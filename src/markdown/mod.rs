//! Markdown fallback rendering.
//!
//! Articles without a document tree carry a GitHub-flavoured markdown subset.
//! [`parse_blocks`] classifies it line by line into [`MarkdownBlock`]s (with
//! inline text already run through [`InlineMarkdownProcessor`]), and
//! [`MarkdownRenderer`] resolves those blocks against a theme.

pub mod block;
pub mod inline;

pub use block::{MarkdownBlock, parse_blocks};
pub use inline::{InlineMarkdownProcessor, InlineStyle, StyledSpan, StyledSpans};

use crate::output::{Block, ListMarker, RenderedOutput, StyledRun, TableRow};
use crate::style::RunStyle;
use crate::theme::Theme;

pub struct MarkdownRenderer<'a> {
    theme: &'a Theme,
}

impl<'a> MarkdownRenderer<'a> {
    pub fn new(theme: &'a Theme) -> Self {
        Self { theme }
    }

    pub fn render(&self, content: &str) -> RenderedOutput {
        let blocks = parse_blocks(content)
            .iter()
            .map(|block| self.render_block(block))
            .collect();
        RenderedOutput::new(blocks)
    }

    fn render_block(&self, block: &MarkdownBlock) -> Block {
        let theme = self.theme;
        match block {
            MarkdownBlock::Heading { spans, level } => {
                let base = RunStyle::plain(theme.heading_font(Some(*level)), theme.text);
                Block::Heading {
                    level: *level,
                    runs: self.runs(spans, &base),
                }
            }
            MarkdownBlock::Paragraph { spans } => Block::Paragraph {
                runs: self.runs(spans, &theme.body(theme.weights.paragraph)),
            },
            MarkdownBlock::ListItem { spans, level } => {
                self.list_item(ListMarker::Bullet, *level, spans, false)
            }
            MarkdownBlock::OrderedListItem {
                spans,
                number,
                level,
            } => self.list_item(ListMarker::Number { value: *number }, *level, spans, false),
            MarkdownBlock::ChecklistItem {
                spans,
                checked,
                level,
            } => self.list_item(
                ListMarker::Checkbox { checked: *checked },
                *level,
                spans,
                *checked,
            ),
            MarkdownBlock::Quote { spans, level } => {
                let mut base = theme.body(theme.weights.quote);
                base.foreground = theme.secondary_text;
                Block::Quote {
                    level: *level,
                    bar_color: theme.quote_bar,
                    runs: self.runs(spans, &base),
                }
            }
            MarkdownBlock::CodeBlock { content, language } => Block::Code {
                label: language.as_ref().map(|lang| lang.to_uppercase()),
                content: content.clone(),
                style: theme.code_block(),
            },
            MarkdownBlock::Table { headers, rows } => {
                let header_style = theme.body(theme.weights.table_header);
                let cell_style = theme.body(theme.weights.table_cell);

                let mut table_rows = vec![TableRow {
                    header: true,
                    background: Some(theme.table_header_background),
                    cells: headers
                        .iter()
                        .map(|cell| self.runs(cell, &header_style))
                        .collect(),
                }];
                table_rows.extend(rows.iter().map(|row| TableRow {
                    header: false,
                    background: None,
                    cells: row.iter().map(|cell| self.runs(cell, &cell_style)).collect(),
                }));

                Block::Table {
                    border_color: theme.table_border,
                    rows: table_rows,
                }
            }
            MarkdownBlock::HorizontalRule => Block::Rule { color: theme.rule },
            MarkdownBlock::LineBreak => Block::Spacer,
        }
    }

    fn list_item(&self, marker: ListMarker, level: usize, spans: &StyledSpans, done: bool) -> Block {
        let mut base = self.theme.body(self.theme.weights.list);
        base.strikethrough = done;
        Block::ListItem {
            marker,
            marker_color: if done {
                self.theme.checked_marker
            } else {
                self.theme.list_marker
            },
            level,
            runs: self.runs(spans, &base),
        }
    }

    fn runs(&self, spans: &StyledSpans, base: &RunStyle) -> Vec<StyledRun> {
        spans
            .iter()
            .map(|span| {
                let inline = &span.style;
                let mut style = base.clone().with_format(inline.format, self.theme.code_colors());
                if inline.link.is_some() {
                    style = self.theme.linked(style);
                }
                if inline.hashtag || inline.mention {
                    style = self.theme.tagged(style);
                }
                StyledRun {
                    text: span.text.clone(),
                    style,
                    link: inline.link.clone(),
                }
            })
            .collect()
    }
}

#[cfg(test)]
mod tests {
    use super::*;
    use crate::style::FontWeight;
    use pretty_assertions::assert_eq;

    fn render(content: &str) -> RenderedOutput {
        let theme = Theme::light();
        MarkdownRenderer::new(&theme).render(content)
    }

    #[test]
    fn test_heading_sizes_match_document_trees() {
        let output = render("# One\n### Three\n###### Six");
        let fonts: Vec<_> = output
            .blocks
            .iter()
            .map(|block| match block {
                Block::Heading { runs, .. } => (runs[0].style.font.size, runs[0].style.font.weight),
                other => panic!("unexpected {other:?}"),
            })
            .collect();
        assert_eq!(
            fonts,
            vec![
                (28.0, FontWeight::Bold),
                (20.0, FontWeight::Semibold),
                (14.0, FontWeight::Semibold),
            ]
        );
    }

    #[test]
    fn test_checked_item_is_struck_through() {
        let theme = Theme::light();
        let output = render("- [x] Update card\n- [ ] Add invoice email");

        let items: Vec<_> = output
            .blocks
            .iter()
            .map(|block| match block {
                Block::ListItem {
                    marker,
                    marker_color,
                    runs,
                    ..
                } => (*marker, *marker_color, runs[0].style.strikethrough),
                other => panic!("unexpected {other:?}"),
            })
            .collect();
        assert_eq!(
            items,
            vec![
                (ListMarker::Checkbox { checked: true }, theme.checked_marker, true),
                (ListMarker::Checkbox { checked: false }, theme.list_marker, false),
            ]
        );
    }

    #[test]
    fn test_checklist_rendering_is_repeatable() {
        let content = "- [x] one\n  - [ ] two";
        assert_eq!(render(content), render(content));
    }

    #[test]
    fn test_table_has_one_header_and_data_rows() {
        let output = render("| Plan | Price |\n|---|---|\n| Free | $0 |\n| Pro | $10 |");
        let Block::Table { rows, .. } = &output.blocks[0] else {
            panic!("expected table");
        };

        let headers: Vec<_> = rows.iter().map(|row| row.header).collect();
        assert_eq!(headers, vec![true, false, false]);
        assert_eq!(rows[0].cells[0][0].style.font.weight, FontWeight::Semibold);
        assert_eq!(rows[2].cells[1][0].text, "$10");
    }

    #[test]
    fn test_links_and_mentions_use_accent() {
        let theme = Theme::light();
        let output = render("Ask @help or read [the guide](https://example.com/guide).");
        let Block::Paragraph { runs } = &output.blocks[0] else {
            panic!("expected paragraph");
        };

        let mention = runs.iter().find(|r| r.text == "@help").unwrap();
        assert_eq!(mention.style.foreground, theme.accent);
        assert_eq!(mention.style.font.weight, FontWeight::Semibold);

        let link = runs.iter().find(|r| r.text == "the guide").unwrap();
        assert!(link.style.underline);
        assert_eq!(output.links(), vec!["https://example.com/guide"]);
    }

    #[test]
    fn test_plain_text_strips_markers() {
        let output = render("Use `kb sync` and `kb push` **now**");
        assert_eq!(output.plain_text(), "Use kb sync and kb push now");
    }

    #[test]
    fn test_code_block_label() {
        let output = render("```json\n{\"a\": 1}\n```");
        let Block::Code { label, content, style } = &output.blocks[0] else {
            panic!("expected code");
        };
        assert_eq!(label.as_deref(), Some("JSON"));
        assert_eq!(content, "{\"a\": 1}");
        assert!(style.font.monospace);
    }
}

■ ■ ■

:: TASK DESCRIPTION ::
Reproduce the data in full. Nothing in it may be altered.

:: EXERCISE RESULT ::
filename src/markdown/mod.rs
//! Markdown fallback rendering.
//!
//! Articles without a document tree carry a GitHub-flavoured markdown subset.
//! [`parse_blocks`] classifies it line by line into [`MarkdownBlock`]s (with
//! inline text already run through [`InlineMarkdownProcessor`]), and
//! [`MarkdownRenderer`] resolves those blocks against a theme.

pub mod block;
pub mod inline;

pub use block::{MarkdownBlock, parse_blocks};
pub use inline::{InlineMarkdownProcessor, InlineStyle, StyledSpan, StyledSpans};

use crate::output::{Block, ListMarker, RenderedOutput, StyledRun, TableRow};
use crate::style::RunStyle;
use crate::theme::Theme;

pub struct MarkdownRenderer<'a> {
    theme: &'a Theme,
}

impl<'a> MarkdownRenderer<'a> {
    pub fn new(theme: &'a Theme) -> Self {
        Self { theme }
    }

    pub fn render(&self, content: &str) -> RenderedOutput {
        let blocks = parse_blocks(content)
            .iter()
            .map(|block| self.render_block(block))
            .collect();
        RenderedOutput::new(blocks)
    }

    fn render_block(&self, block: &MarkdownBlock) -> Block {
        let theme = self.theme;
        match block {
            MarkdownBlock::Heading { spans, level } => {
                let base = RunStyle::plain(theme.heading_font(Some(*level)), theme.text);
                Block::Heading {
                    level: *level,
                    runs: self.runs(spans, &base),
                }
            }
            MarkdownBlock::Paragraph { spans } => Block::Paragraph {
                runs: self.runs(spans, &theme.body(theme.weights.paragraph)),
            },
            MarkdownBlock::ListItem { spans, level } => {
                self.list_item(ListMarker::Bullet, *level, spans, false)
            }
            MarkdownBlock::OrderedListItem {
                spans,
                number,
                level,
            } => self.list_item(ListMarker::Number { value: *number }, *level, spans, false),
            MarkdownBlock::ChecklistItem {
                spans,
                checked,
                level,
            } => self.list_item(
                ListMarker::Checkbox { checked: *checked },
                *level,
                spans,
                *checked,
            ),
            MarkdownBlock::Quote { spans, level } => {
                let mut base = theme.body(theme.weights.quote);
                base.foreground = theme.secondary_text;
                Block::Quote {
                    level: *level,
                    bar_color: theme.quote_bar,
                    runs: self.runs(spans, &base),
                }
            }
            MarkdownBlock::CodeBlock { content, language } => Block::Code {
                label: language.as_ref().map(|lang| lang.to_uppercase()),
                content: content.clone(),
                style: theme.code_block(),
            },
            MarkdownBlock::Table { headers, rows } => {
                let header_style = theme.body(theme.weights.table_header);
                let cell_style = theme.body(theme.weights.table_cell);

                let mut table_rows = vec![TableRow {
                    header: true,
                    background: Some(theme.table_header_background),
                    cells: headers
                        .iter()
                        .map(|cell| self.runs(cell, &header_style))
                        .collect(),
                }];
                table_rows.extend(rows.iter().map(|row| TableRow {
                    header: false,
                    background: None,
                    cells: row.iter().map(|cell| self.runs(cell, &cell_style)).collect(),
                }));

                Block::Table {
                    border_color: theme.table_border,
                    rows: table_rows,
                }
            }
            MarkdownBlock::HorizontalRule => Block::Rule { color: theme.rule },
            MarkdownBlock::LineBreak => Block::Spacer,
        }
    }

    fn list_item(&self, marker: ListMarker, level: usize, spans: &StyledSpans, done: bool) -> Block {
        let mut base = self.theme.body(self.theme.weights.list);
        base.strikethrough = done;
        Block::ListItem {
            marker,
            marker_color: if done {
                self.theme.checked_marker
            } else {
                self.theme.list_marker
            },
            level,
            runs: self.runs(spans, &base),
        }
    }

    fn runs(&self, spans: &StyledSpans, base: &RunStyle) -> Vec<StyledRun> {
        spans
            .iter()
            .map(|span| {
                let inline = &span.style;
                let mut style = base.clone().with_format(inline.format, self.theme.code_colors());
                if inline.link.is_some() {
                    style = self.theme.linked(style);
                }
                if inline.hashtag || inline.mention {
                    style = self.theme.tagged(style);
                }
                StyledRun {
                    text: span.text.clone(),
                    style,
                    link: inline.link.clone(),
                }
            })
            .collect()
    }
}

#[cfg(test)]
mod tests {
    use super::*;
    use crate::style::FontWeight;
    use pretty_assertions::assert_eq;

    fn render(content: &str) -> RenderedOutput {
        let theme = Theme::light();
        MarkdownRenderer::new(&theme).render(content)
    }

    #[test]
    fn test_heading_sizes_match_document_trees() {
        let output = render("# One\n### Three\n###### Six");
        let fonts: Vec<_> = output
            .blocks
            .iter()
            .map(|block| match block {
                Block::Heading { runs, .. } => (runs[0].style.font.size, runs[0].style.font.weight),
                other => panic!("unexpected {other:?}"),
            })
            .collect();
        assert_eq!(
            fonts,
            vec![
                (28.0, FontWeight::Bold),
                (20.0, FontWeight::Semibold),
                (14.0, FontWeight::Semibold),
            ]
        );
    }

    #[test]
    fn test_checked_item_is_struck_through() {
        let theme = Theme::light();
        let output = render("- [x] Update card\n- [ ] Add invoice email");

        let items: Vec<_> = output
            .blocks
            .iter()
            .map(|block| match block {
                Block::ListItem {
                    marker,
                    marker_color,
                    runs,
                    ..
                } => (*marker, *marker_color, runs[0].style.strikethrough),
                other => panic!("unexpected {other:?}"),
            })
            .collect();
        assert_eq!(
            items,
            vec![
                (ListMarker::Checkbox { checked: true }, theme.checked_marker, true),
                (ListMarker::Checkbox { checked: false }, theme.list_marker, false),
            ]
        );
    }

    #[test]
    fn test_checklist_rendering_is_repeatable() {
        let content = "- [x] one\n  - [ ] two";
        assert_eq!(render(content), render(content));
    }

    #[test]
    fn test_table_has_one_header_and_data_rows() {
        let output = render("| Plan | Price |\n|---|---|\n| Free | $0 |\n| Pro | $10 |");
        let Block::Table { rows, .. } = &output.blocks[0] else {
            panic!("expected table");
        };

        let headers: Vec<_> = rows.iter().map(|row| row.header).collect();
        assert_eq!(headers, vec![true, false, false]);
        assert_eq!(rows[0].cells[0][0].style.font.weight, FontWeight::Semibold);
        assert_eq!(rows[2].cells[1][0].text, "$10");
    }

    #[test]
    fn test_links_and_mentions_use_accent() {
        let theme = Theme::light();
        let output = render("Ask @help or read [the guide](https://example.com/guide).");
        let Block::Paragraph { runs } = &output.blocks[0] else {
            panic!("expected paragraph");
        };

        let mention = runs.iter().find(|r| r.text == "@help").unwrap();
        assert_eq!(mention.style.foreground, theme.accent);
        assert_eq!(mention.style.font.weight, FontWeight::Semibold);

        let link = runs.iter().find(|r| r.text == "the guide").unwrap();
        assert!(link.style.underline);
        assert_eq!(output.links(), vec!["https://example.com/guide"]);
    }

    #[test]
    fn test_plain_text_strips_markers() {
        let output = render("Use `kb sync` and `kb push` **now**");
        assert_eq!(output.plain_text(), "Use kb sync and kb push now");
    }

    #[test]
    fn test_code_block_label() {
        let output = render("```json\n{\"a\": 1}\n```");
        let Block::Code { label, content, style } = &output.blocks[0] else {
            panic!("expected code");
        };
        assert_eq!(label.as_deref(), Some("JSON"));
        assert_eq!(content, "{\"a\": 1}");
        assert!(style.font.monospace);
    }
}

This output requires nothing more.